All’università si cresce intellettualmente, si studiano le scienze per analizzare il presente e creare il mondo di domani. L’università forma le intelligenze, non è un gioco. Ma le conoscenze possono essere applicate nel mondo dei giochi. Anche questo è vero.

Logo1 Rimaniamo a Pittsburgh, dove hanno sede gli Electric Owl Studios, società che ha creato il K.I.C.K., la postazione di intrattenimento per bambini di cui abbiamo parlato ieri.

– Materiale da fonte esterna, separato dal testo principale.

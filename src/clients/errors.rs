//! HTTP-specific error types for the Ghost API client.
//!
//! This module contains error types for HTTP operations, including
//! platform-reported errors, malformed responses, and auth retry
//! exhaustion.
//!
//! # Error Handling
//!
//! The client uses specific error types for different failure scenarios:
//!
//! - [`PlatformError`]: Ghost reported a structured error (`errors` array)
//! - [`HttpError::UnknownShape`]: JSON error body without an `errors` key
//! - [`HttpError::Malformed`]: error body that is not JSON at all
//! - [`HttpError::TransportExhausted`]: repeated `401` responses after
//!   re-authentication attempts
//! - [`HttpError`]: unified error type encompassing all of the above
//!
//! # Example
//!
//! ```rust,ignore
//! use ghost_api::HttpError;
//!
//! match client.get("admin/posts/", &[], None).await {
//!     Ok(body) => println!("Success: {body}"),
//!     Err(HttpError::Platform(e)) => {
//!         println!("Ghost error {} ({}): {}", e.status_code, e.error_type, e.message);
//!     }
//!     Err(HttpError::TransportExhausted { attempts }) => {
//!         println!("Gave up after {attempts} auth failures");
//!     }
//!     Err(other) => println!("Other error: {other}"),
//! }
//! ```

use crate::auth::AuthError;
use crate::error::ConfigError;
use thiserror::Error;

/// A structured error reported by the Ghost API.
///
/// Ghost error responses carry an `errors` array; this type exposes the
/// first entry's `type` and `message` along with the full raw array for
/// callers that need every reported error.
///
/// # Example
///
/// ```rust
/// use ghost_api::clients::PlatformError;
///
/// let error = PlatformError {
///     status_code: 422,
///     error_type: "ValidationError".to_string(),
///     message: "Value in [posts.title] cannot be blank.".to_string(),
///     raw_errors: serde_json::json!([]),
/// };
///
/// println!("Status {}: {}", error.status_code, error.message);
/// ```
#[derive(Debug, Error, Clone, PartialEq, Eq)]
#[error("{error_type} ({status_code}): {message}")]
pub struct PlatformError {
    /// The HTTP status code of the response.
    pub status_code: u16,
    /// The `type` field of the first reported error.
    pub error_type: String,
    /// The `message` field of the first reported error.
    pub message: String,
    /// The full `errors` array as reported by Ghost.
    pub raw_errors: serde_json::Value,
}

/// Unified error type for all HTTP-related errors.
///
/// This enum provides a single error type for HTTP operations, making it
/// easier to handle errors at API boundaries. Use pattern matching to
/// handle specific error types.
#[derive(Debug, Error)]
pub enum HttpError {
    /// Ghost reported a structured error.
    #[error(transparent)]
    Platform(#[from] PlatformError),

    /// The error body was JSON but did not carry an `errors` array.
    #[error("Unexpected response shape (status {status_code}): {body}")]
    UnknownShape {
        /// The HTTP status code of the response.
        status_code: u16,
        /// The parsed JSON body.
        body: serde_json::Value,
    },

    /// The response body could not be parsed as JSON.
    #[error("Malformed response body (status {status_code})")]
    Malformed {
        /// The HTTP status code of the response.
        status_code: u16,
        /// The raw body text.
        body: String,
    },

    /// Authentication kept failing with `401` after token regeneration.
    #[error("Authentication failed {attempts} times; giving up")]
    TransportExhausted {
        /// The number of `401` responses received.
        attempts: u32,
    },

    /// Client configuration error.
    #[error(transparent)]
    Config(#[from] ConfigError),

    /// Admin token signing error.
    #[error(transparent)]
    Auth(#[from] AuthError),

    /// Network or connection error.
    #[error("Network error: {0}")]
    Network(#[from] reqwest::Error),
}

#[cfg(test)]
mod tests {
    use super::*;

    #[test]
    fn test_platform_error_message_includes_type_and_status() {
        let error = PlatformError {
            status_code: 404,
            error_type: "NotFoundError".to_string(),
            message: "Resource not found error, cannot read post.".to_string(),
            raw_errors: serde_json::json!([{"type": "NotFoundError"}]),
        };
        let message = error.to_string();
        assert!(message.contains("NotFoundError"));
        assert!(message.contains("404"));
        assert!(message.contains("cannot read post"));
    }

    #[test]
    fn test_transport_exhausted_includes_attempt_count() {
        let error = HttpError::TransportExhausted { attempts: 3 };
        let message = error.to_string();
        assert!(message.contains("3 times"));
    }

    #[test]
    fn test_config_error_converts_into_http_error() {
        let error: HttpError = ConfigError::MissingAdminKey.into();
        assert!(matches!(
            error,
            HttpError::Config(ConfigError::MissingAdminKey)
        ));
    }

    #[test]
    fn test_error_types_implement_std_error() {
        let platform_error: &dyn std::error::Error = &PlatformError {
            status_code: 400,
            error_type: "BadRequestError".to_string(),
            message: "test".to_string(),
            raw_errors: serde_json::json!([]),
        };
        let _ = platform_error;

        let http_error: &dyn std::error::Error = &HttpError::TransportExhausted { attempts: 3 };
        let _ = http_error;
    }
}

Contattati telefonicamente, hanno raccontato che lo sviluppo di applicazioni d’intrattenimento per bambini è nata dopo aver constatato che circa un quarto dei pazienti degli ospedali degli Stati Uniti è composto da bambini, i quali non trovano strutture adatte alle loro esigenze.

Fred Gallart, manager della società, racconta che il gruppo di quattro persone che ha dato vita agli Electric Owl Studios si è creato nel corso di un progetto collaborativo durante il Master in Tecnologie dell’Entertainment, alla Carnegie Mellon University, che per lui arrivava dopo il bachelor’s degree in Belle Arti. I prototipi sviluppati in questo periodo sono stati valutati positivamente.

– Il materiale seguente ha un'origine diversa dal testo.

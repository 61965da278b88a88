//! List query parameters for browse-style requests.
//!
//! This module builds the query string parameters Ghost accepts on list
//! endpoints (`limit`, `page`, `order`, `fields`, `filter`) from typed
//! values.

use crate::rest::filter::{Filters, ListStyle};
use serde::de::{self, Visitor};
use serde::{Deserialize, Deserializer, Serialize, Serializer};
use std::fmt;

/// A page size: a count, or `all` to disable pagination.
///
/// Ghost reports the limit back in pagination metadata using the same
/// two shapes, so this type serializes as either a number or the string
/// `"all"`.
#[derive(Clone, Copy, Debug, PartialEq, Eq)]
pub enum PageLimit {
    /// Fetch at most this many records per page.
    Count(u32),
    /// Fetch every record in one response.
    All,
}

impl fmt::Display for PageLimit {
    fn fmt(&self, f: &mut fmt::Formatter<'_>) -> fmt::Result {
        match self {
            Self::Count(count) => write!(f, "{count}"),
            Self::All => write!(f, "all"),
        }
    }
}

impl From<u32> for PageLimit {
    fn from(count: u32) -> Self {
        Self::Count(count)
    }
}

impl Serialize for PageLimit {
    fn serialize<S: Serializer>(&self, serializer: S) -> Result<S::Ok, S::Error> {
        match self {
            Self::Count(count) => serializer.serialize_u32(*count),
            Self::All => serializer.serialize_str("all"),
        }
    }
}

impl<'de> Deserialize<'de> for PageLimit {
    fn deserialize<D: Deserializer<'de>>(deserializer: D) -> Result<Self, D::Error> {
        struct LimitVisitor;

        impl Visitor<'_> for LimitVisitor {
            type Value = PageLimit;

            fn expecting(&self, f: &mut fmt::Formatter<'_>) -> fmt::Result {
                f.write_str("a page count or the string \"all\"")
            }

            fn visit_u64<E: de::Error>(self, value: u64) -> Result<PageLimit, E> {
                u32::try_from(value)
                    .map(PageLimit::Count)
                    .map_err(|_| E::custom("page limit out of range"))
            }

            fn visit_i64<E: de::Error>(self, value: i64) -> Result<PageLimit, E> {
                u32::try_from(value)
                    .map(PageLimit::Count)
                    .map_err(|_| E::custom("page limit out of range"))
            }

            fn visit_str<E: de::Error>(self, value: &str) -> Result<PageLimit, E> {
                if value == "all" {
                    Ok(PageLimit::All)
                } else {
                    value
                        .parse()
                        .map(PageLimit::Count)
                        .map_err(|_| E::custom(format!("invalid page limit '{value}'")))
                }
            }
        }

        deserializer.deserialize_any(LimitVisitor)
    }
}

/// Typed parameters for a list request.
///
/// # Example
///
/// ```rust
/// use ghost_api::rest::{Filters, ListQuery, PageLimit};
///
/// let query = ListQuery::new()
///     .limit(PageLimit::Count(15))
///     .order("published_at desc")
///     .filters(Filters::new().with("status", "published"));
///
/// let params = query.to_params();
/// assert!(params.contains(&("limit".to_string(), "15".to_string())));
/// ```
#[derive(Clone, Debug, Default, PartialEq)]
pub struct ListQuery {
    limit: Option<PageLimit>,
    page: Option<u32>,
    order: Option<String>,
    fields: Option<Vec<String>>,
    filters: Option<Filters>,
}

impl ListQuery {
    /// Creates an empty query.
    #[must_use]
    pub const fn new() -> Self {
        Self {
            limit: None,
            page: None,
            order: None,
            fields: None,
            filters: None,
        }
    }

    /// Sets the page size.
    #[must_use]
    pub const fn limit(mut self, limit: PageLimit) -> Self {
        self.limit = Some(limit);
        self
    }

    /// Sets the page number (1-based).
    #[must_use]
    pub const fn page(mut self, page: u32) -> Self {
        self.page = Some(page);
        self
    }

    /// Sets the sort order, e.g. `published_at desc`.
    #[must_use]
    pub fn order(mut self, order: impl Into<String>) -> Self {
        self.order = Some(order.into());
        self
    }

    /// Narrows the response to the named fields.
    #[must_use]
    pub fn fields<I, S>(mut self, fields: I) -> Self
    where
        I: IntoIterator<Item = S>,
        S: Into<String>,
    {
        self.fields = Some(fields.into_iter().map(Into::into).collect());
        self
    }

    /// Sets the filter expression.
    #[must_use]
    pub fn filters(mut self, filters: Filters) -> Self {
        self.filters = Some(filters);
        self
    }

    pub(crate) fn fields_value(&self) -> Option<&[String]> {
        self.fields.as_deref()
    }

    pub(crate) fn set_fields(&mut self, fields: Vec<String>) {
        self.fields = Some(fields);
    }

    /// Renders the query as request parameters.
    ///
    /// Field lists join bare (`fields=id,title`); filter lists wrap in
    /// square brackets (`filter=tag:[news,tech]`).
    #[must_use]
    pub fn to_params(&self) -> Vec<(String, String)> {
        let mut params = Vec::new();
        if let Some(limit) = self.limit {
            params.push(("limit".to_string(), limit.to_string()));
        }
        if let Some(page) = self.page {
            params.push(("page".to_string(), page.to_string()));
        }
        if let Some(order) = &self.order {
            params.push(("order".to_string(), order.clone()));
        }
        if let Some(fields) = &self.fields {
            params.push(("fields".to_string(), ListStyle::None.join(fields)));
        }
        if let Some(filters) = &self.filters {
            if !filters.is_empty() {
                params.push(("filter".to_string(), filters.translate(ListStyle::Square)));
            }
        }
        params
    }
}

#[cfg(test)]
mod tests {
    use super::*;

    #[test]
    fn test_page_limit_displays_count_and_all() {
        assert_eq!(PageLimit::Count(15).to_string(), "15");
        assert_eq!(PageLimit::All.to_string(), "all");
    }

    #[test]
    fn test_page_limit_deserializes_number_and_string() {
        let count: PageLimit = serde_json::from_str("15").unwrap();
        assert_eq!(count, PageLimit::Count(15));

        let all: PageLimit = serde_json::from_str("\"all\"").unwrap();
        assert_eq!(all, PageLimit::All);

        let numeric_string: PageLimit = serde_json::from_str("\"25\"").unwrap();
        assert_eq!(numeric_string, PageLimit::Count(25));
    }

    #[test]
    fn test_page_limit_serializes_round_trip() {
        assert_eq!(serde_json::to_string(&PageLimit::Count(5)).unwrap(), "5");
        assert_eq!(serde_json::to_string(&PageLimit::All).unwrap(), "\"all\"");
    }

    #[test]
    fn test_to_params_includes_set_values_only() {
        let query = ListQuery::new()
            .limit(PageLimit::All)
            .order("published_at desc");
        let params = query.to_params();
        assert_eq!(
            params,
            vec![
                ("limit".to_string(), "all".to_string()),
                ("order".to_string(), "published_at desc".to_string()),
            ]
        );
    }

    #[test]
    fn test_fields_join_without_brackets() {
        let query = ListQuery::new().fields(["id", "title"]);
        let params = query.to_params();
        assert!(params.contains(&("fields".to_string(), "id,title".to_string())));
    }

    #[test]
    fn test_filters_render_into_filter_param() {
        let query = ListQuery::new().filters(
            crate::rest::Filters::new()
                .with("status", "published")
                .with("tag", vec!["news", "tech"]),
        );
        let params = query.to_params();
        assert!(params.contains(&(
            "filter".to_string(),
            "status:published+tag:[news,tech]".to_string()
        )));
    }

    #[test]
    fn test_empty_filters_are_omitted() {
        let query = ListQuery::new().filters(crate::rest::Filters::new());
        assert!(query.to_params().is_empty());
    }
}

Conclusi gli studi, i quattro soci hanno dapprima seguito progetti su commissione, trovando successivamente un fondo per sviluppare le loro idee e prototipi. A finanziarli sono arrivati i 100.000 dollari di Idea Foundry, organizzazione no-profit che punta al sostegno dell’imprenditoria locale.

Tutti i progetti sviluppati dagli Electric Owl Studios seguono un accorto processo di feedback sull’usabilità, evitando così di arrivare a creare un prodotto non adeguato. Perché i fondi sono un trampolino per le idee, che devono però essere affinate nel minor tempo possibile, per poter raggiungere maturità e autonomia commerciale.